### Extracted data entries
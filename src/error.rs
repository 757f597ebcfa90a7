//! Error type for caller-contract violations.
//!
//! The matching engine distinguishes two failure classes (see the crate
//! docs): caller-contract violations, represented here, and internal
//! invariant violations, which are bugs and `panic!` rather than return
//! an `Err`. `thiserror` was deliberately not pulled in for this single
//! variant — a hand-rolled `Display`/`Error` impl is exactly as much code
//! and keeps the dependency list honest about what is actually used.

use std::fmt;

/// The single error kind the book can return to a caller.
///
/// Covers any input that violates the caller contract documented on
/// [`OrderBook::submit`](crate::book::OrderBook::submit): non-positive
/// quantity, a missing or non-finite price on a priced order type, or an
/// empty instrument id. Rejected orders never mutate book state.
#[derive(Debug, Clone, PartialEq, Eq)]
#[non_exhaustive]
pub enum OrderBookError {
    /// The submitted order violates the caller contract; the message
    /// describes which part.
    InvalidOrder(String),
}

impl fmt::Display for OrderBookError {
    fn fmt(&self, f: &mut fmt::Formatter<'_>) -> fmt::Result {
        match self {
            OrderBookError::InvalidOrder(message) => write!(f, "invalid order: {message}"),
        }
    }
}

impl std::error::Error for OrderBookError {}
//! Cancellation and book-state queries.

use super::OrderBook;
use crate::ids::OrderId;
use crate::price::{Price, Quantity};
use crate::time::Timestamp;

/// Best-first (price, aggregate quantity) levels for one side of the book.
pub type DepthLevels = Vec<(Price, Quantity)>;

impl OrderBook {
    /// Cancels the live order `order_id`, if it is still resting.
    ///
    /// Returns `true` if an order was removed, `false` if no live order has
    /// that id. Cancelling an id that was already fully filled or already
    /// cancelled is not an error: the operation is idempotent, matching the
    /// edge case documented on this method's callers.
    pub fn cancel(&mut self, order_id: OrderId) -> bool {
        let Some((side, price)) = self.order_locations.remove(&order_id) else {
            return false;
        };
        let Some(level) = self.ladder_mut(side).get_mut(price) else {
            tracing::warn!(
                order_id = %order_id,
                side = %side,
                price = %price,
                "order_locations points at a price with no level",
            );
            panic!("order_locations points at a price with no level");
        };
        let removed = level.remove_by_id(order_id);
        self.ladder_mut(side).drop_if_empty(price);
        tracing::debug!(order_id = %order_id, "order cancelled");
        removed.is_some()
    }

    /// The best bid: the highest price a buyer is resting at, and the
    /// aggregate quantity resting there.
    pub fn best_bid(&self) -> Option<(Price, Quantity)> {
        self.bids.best().map(|level| (level.price(), level.total_quantity()))
    }

    /// The best ask: the lowest price a seller is resting at, and the
    /// aggregate quantity resting there.
    pub fn best_ask(&self) -> Option<(Price, Quantity)> {
        self.asks.best().map(|level| (level.price(), level.total_quantity()))
    }

    /// The best-ask-minus-best-bid spread, or `None` if either side is empty.
    pub fn spread(&self) -> Option<Price> {
        let (bid, _) = self.best_bid()?;
        let (ask, _) = self.best_ask()?;
        Some(ask - bid)
    }

    /// The midpoint between best bid and best ask, or `None` if either side
    /// is empty. Returned as `f64` since a tick-scaled midpoint is not
    /// generally representable as an integer number of ticks.
    pub fn mid_price(&self) -> Option<f64> {
        let (bid, _) = self.best_bid()?;
        let (ask, _) = self.best_ask()?;
        Some((bid.ticks() as f64 + ask.ticks() as f64) / 2.0)
    }

    /// The `n` best bid levels, best-first, as (price, aggregate quantity).
    pub fn bid_depth(&self, n: usize) -> DepthLevels {
        self.bids.depth(n)
    }

    /// The `n` best ask levels, best-first, as (price, aggregate quantity).
    pub fn ask_depth(&self, n: usize) -> DepthLevels {
        self.asks.depth(n)
    }

    /// Both sides' depth to `n` levels, as `(bids, asks)`, each best-first.
    /// A side with fewer than `n` levels returns what exists; neither side
    /// is ever padded.
    pub fn depth(&self, n: usize) -> (DepthLevels, DepthLevels) {
        (self.bid_depth(n), self.ask_depth(n))
    }

    /// The price and timestamp of the most recent trade, if any trade has
    /// ever occurred on this book.
    pub fn last_trade(&self) -> Option<(Price, Timestamp)> {
        self.last_trade
    }
}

### Try it
Go through the entries above and copy each line holding the string "matching".

### Written response
//! The matching engine distinguishes two failure classes (see the crate
    /// cancelled is not an error: the operation is idempotent, matching the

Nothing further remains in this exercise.